I returned to the UK at the end of 2016 and met with Luke Abbott and also went back to Woodrow First School for a two-day session with the teachers. I got the chance to speak to Richard Kieran again and one of his teachers who both kindly agreed to answer the same questions that I had asked them in 2011. I showed them the video of my first interview with them and they noticed how much their way of explaining MoE had grown because of their work in the school.
In 2017, I ran a videoconference for a State University in Brazil about MoE and the students and teachers were very interested in the approach. They invited me to run a session in person at the end of the year at the same University. The session was used as part of the final exam of the students before they became teachers. The session had the purpose of hearing from the students what they had learnt about the use of large scale tests in schools and colleges. Their teacher was also able to assess how confident they were in creating different arguments, write, work as a team, etc.

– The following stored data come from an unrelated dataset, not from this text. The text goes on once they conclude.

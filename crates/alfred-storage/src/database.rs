// SPDX-FileCopyrightText: 2026 Alfred Contributors
// SPDX-License-Identifier: MIT OR Apache-2.0

//! Database connection management with PRAGMA setup, WAL mode, and lifecycle.
//!
//! All writes are serialized through tokio-rusqlite's single background thread.
//! Do NOT create additional Connection instances for writes.

use async_trait::async_trait;
use tracing::{debug, info};

use alfred_config::model::StorageConfig;
use alfred_core::{AdapterType, AlfredError, HealthStatus, PluginAdapter};

use crate::migrations::run_migrations;

/// Milliseconds SQLite waits on a locked database before returning `SQLITE_BUSY`.
const BUSY_TIMEOUT_MS: u32 = 5_000;

/// Convert a tokio-rusqlite error into `AlfredError::Storage`.
pub fn map_tr_err(e: tokio_rusqlite::Error<rusqlite::Error>) -> AlfredError {
    AlfredError::Storage {
        source: Box::new(e),
    }
}

/// Owned handle to the memory database.
///
/// Cloning the inner connection is cheap; every clone talks to the same
/// background thread, so writes stay serialized.
#[derive(Clone)]
pub struct Database {
    conn: tokio_rusqlite::Connection,
    path: String,
}

impl Database {
    /// Open (or create) the database at `path`, apply PRAGMAs and run migrations.
    pub async fn open(path: &str, wal_mode: bool) -> Result<Self, AlfredError> {
        if let Some(parent) = std::path::Path::new(path).parent() {
            if !parent.as_os_str().is_empty() {
                std::fs::create_dir_all(parent).map_err(|e| AlfredError::Storage {
                    source: Box::new(e),
                })?;
            }
        }

        let conn = tokio_rusqlite::Connection::open(path)
            .await
            .map_err(|e| AlfredError::Storage {
                source: Box::new(e),
            })?;
        let db = Self {
            conn,
            path: path.to_string(),
        };
        db.initialize(wal_mode).await?;
        info!(path = %path, wal = wal_mode, "memory database opened");
        Ok(db)
    }

    /// Open the database described by a `[storage]` config section.
    pub async fn from_config(config: &StorageConfig) -> Result<Self, AlfredError> {
        Self::open(&config.database_path, config.wal_mode).await
    }

    /// Open a private in-memory database with the full schema applied.
    pub async fn open_in_memory() -> Result<Self, AlfredError> {
        let conn = tokio_rusqlite::Connection::open_in_memory()
            .await
            .map_err(|e| AlfredError::Storage {
                source: Box::new(e),
            })?;
        let db = Self {
            conn,
            path: ":memory:".to_string(),
        };
        db.initialize(false).await?;
        Ok(db)
    }

    async fn initialize(&self, wal_mode: bool) -> Result<(), AlfredError> {
        let pragmas = format!(
            "PRAGMA foreign_keys = ON;\nPRAGMA busy_timeout = {BUSY_TIMEOUT_MS};\n{}",
            if wal_mode {
                "PRAGMA journal_mode = WAL;\nPRAGMA synchronous = NORMAL;"
            } else {
                ""
            }
        );
        self.conn
            .call(move |conn| -> Result<(), rusqlite::Error> {
                conn.execute_batch(&pragmas)
            })
            .await
            .map_err(map_tr_err)?;

        let outcome = self
            .conn
            .call(|conn| -> Result<Result<(), AlfredError>, rusqlite::Error> {
                Ok(run_migrations(conn))
            })
            .await
            .map_err(map_tr_err)?;
        outcome?;
        debug!(path = %self.path, "schema up to date");
        Ok(())
    }

    /// The shared tokio-rusqlite connection.
    pub fn connection(&self) -> &tokio_rusqlite::Connection {
        &self.conn
    }

    /// Filesystem path, or `:memory:`.
    pub fn path(&self) -> &str {
        &self.path
    }

    /// Checkpoint the WAL so the main database file is self-contained.
    pub async fn checkpoint(&self) -> Result<(), AlfredError> {
        self.conn
            .call(|conn| -> Result<(), rusqlite::Error> {
                conn.execute_batch("PRAGMA wal_checkpoint(TRUNCATE);")
            })
            .await
            .map_err(map_tr_err)?;
        debug!("WAL checkpoint complete");
        Ok(())
    }
}

#[async_trait]
impl PluginAdapter for Database {
    fn name(&self) -> &str {
        "sqlite"
    }

    fn version(&self) -> semver::Version {
        semver::Version::new(0, 1, 0)
    }

    fn adapter_type(&self) -> AdapterType {
        AdapterType::Storage
    }

    async fn health_check(&self) -> Result<HealthStatus, AlfredError> {
        let fts_ok = self
            .conn
            .call(|conn| -> Result<bool, rusqlite::Error> {
                conn.execute_batch("SELECT 1;")?;
                let found: i64 = conn.query_row(
                    "SELECT count(*) FROM sqlite_master WHERE name = 'memories_fts'",
                    [],
                    |row| row.get(0),
                )?;
                Ok(found == 1)
            })
            .await
            .map_err(map_tr_err)?;
        if fts_ok {
            Ok(HealthStatus::Healthy)
        } else {
            Ok(HealthStatus::Degraded(
                "full-text index missing; lexical search uses in-memory BM25".to_string(),
            ))
        }
    }

    async fn shutdown(&self) -> Result<(), AlfredError> {
        if self.path != ":memory:" {
            self.checkpoint().await?;
        }
        Ok(())
    }
}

In the fictional MoE environment, the students were an expert team of advisors to the Ministry of Education and had to provide arguments against a public prosecutor that had claimed that large scale test procedures did not help to improve the level of education in the country. The session involved the students discussing orally, writing and also analysing the various elements of the topic, skills essential for them as new teachers.
In December 2017, I ran my first course on MoE in Brazil. During the course, I had the chance to spend over nine hours with a very select and mixed group that brought to my mind some new ideas about the use of MoE and its development as a methodology to teach. The group comprised of school teachers, school head teachers, NGO teachers, psychologists, HR professionals, business people and educational consultants. They were all fascinated by MoE, and we had the chance to have one session where I explored, without them knowing, their own characteristics as professionals using MoE.
The most valuable lesson I learnt from running the course was to realise how broadly MoE can be applied. Researching Dorothy Heathcote’s materials, I came across examples of her use of MoE in companies. I went to Newcastle and was able to watch a video entitled The Thin Screen which shows Dorothy using MoE with a senior group of managers at Volkswagen. With a well-planned MoE session, which links everything you want the group to learn, by creating an expert team, a task for them to solve, a client and incorporating tensions, dramatic conventions and creativity, MoE can be applied anywhere.
Naturally, the process of introducing MoE in Brazil is a lot more complex than I am able to fully describe in this article, but the course has already generated positive momentum and I am planning further MoE sessions for businesses in Brazil in the middle of this year. This will be the first time that MoE has been used for businesses there and so I am very excited to see how it will work.
I hope after reading about all these experiences, you will find exciting the idea that MoE is being taken to Brazil. More than that, I hope that MoE can be increasingly recognised as a broad approach, not just for use in schools but anywhere where people are open to experiment, create and learn.